Царевич открыл письмо от Марианны.
«Любимый мой! Спешу сообщить, что злодей Борис мертв! Смерть застала его прямо на сторожевой вышке, откуда он любил смотреть на Москву. Лекарь обнаружил сердечный приступ. Но мне кажется, что Годунов был отравлен одним из своих многочисленных врагов. Дошли слухи, что яд, который убил московского правителя, не простой, а тот самый, которым казнили греческого философа Сократиса.
Люблю тебя!
Твоя навеки Марианна.
P.S. Учитывая вновь открывшиеся обстоятельства, шлю тебе формулу присяги, которой должны придерживаться все верные тебе люди».
Лжедмитрий развернул второй лист письма, пробежал его глазами по присяге и замер. В этот момент он осознал, что полностью подчинен своей невесте.
– Государь!

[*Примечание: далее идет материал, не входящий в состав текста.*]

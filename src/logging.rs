//! Logging setup.
//!
//! Log lines are routed through tracing targets named after the subsystems
//! (`orders`, `fills`, `prices`, `state`, `ks_websocket`, `signal_websocket`,
//! `runner`). The config's `logger_list` selects which targets emit at info
//! level; everything else stays at warn.

use tracing_subscriber::EnvFilter;

use crate::config::LoggingConfig;

/// Install the global subscriber. Safe to call more than once; later calls
/// are no-ops.
pub fn init(config: &LoggingConfig) {
    if !config.console_outs {
        return;
    }

    let filter = build_filter(&config.logger_list);
    let _ = tracing_subscriber::fmt()
        .with_env_filter(filter)
        .with_target(true)
        .try_init();
}

fn build_filter(logger_list: &[String]) -> EnvFilter {
    if logger_list.is_empty() {
        return EnvFilter::new("info");
    }

    let mut directives = String::from("warn");
    for target in logger_list {
        directives.push_str(&format!(",{}=info", target));
    }
    EnvFilter::new(directives)
}

#[cfg(test)]
mod tests {
    use super::*;

    #[test]
    fn test_empty_list_enables_info_globally() {
        let filter = build_filter(&[]);
        assert_eq!(filter.to_string(), "info");
    }

    #[test]
    fn test_listed_targets_get_info_directives() {
        let filter = build_filter(&["orders".to_string(), "fills".to_string()]);
        let rendered = filter.to_string();
        assert!(rendered.contains("orders=info"));
        assert!(rendered.contains("fills=info"));
        assert!(rendered.contains("warn"));
    }
}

Вестовой! – крикнул стражник на улице.
– Зови его! – ответил Лжедмитрий.
В шатер зашел запыхавшийся гонец.
– Царь наш! Государь! С радостью доношу, что после того, как весть о жестокостях царских отрядов в непокорных волостях дошла до Москвы, на твою сторону встали несколько князей вместе со своими дружинами, а во главе их стоит князь Василий Голицын. Москва сдалась без боя!
Лжедмитрий отпустил гонца и, еще не до конца понимая, что стал властителем Московии, несколько минут стоял посреди своего шатра с бессмысленной улыбкой на губах.
– Москва – моя, – только произнес он через несколько минут и облокотился на край, стоявшего рядом стола. – Моя.
Он достал из потайного кармана медальон, и раскрыл его. Слегка опустив веки, не моргая, царевич долго и молча смотрел на портрет царя Ивана Четвертого. Наконец он отвел свой взгляд и закрыл глаза. По его щекам потекли слезы. Крепко сжав губы, чтобы не разрыдаться во весь голос, Дмитрий стоял еле сдерживая себя. Затем, немного успокоившись, он снова посмотрел на медальон.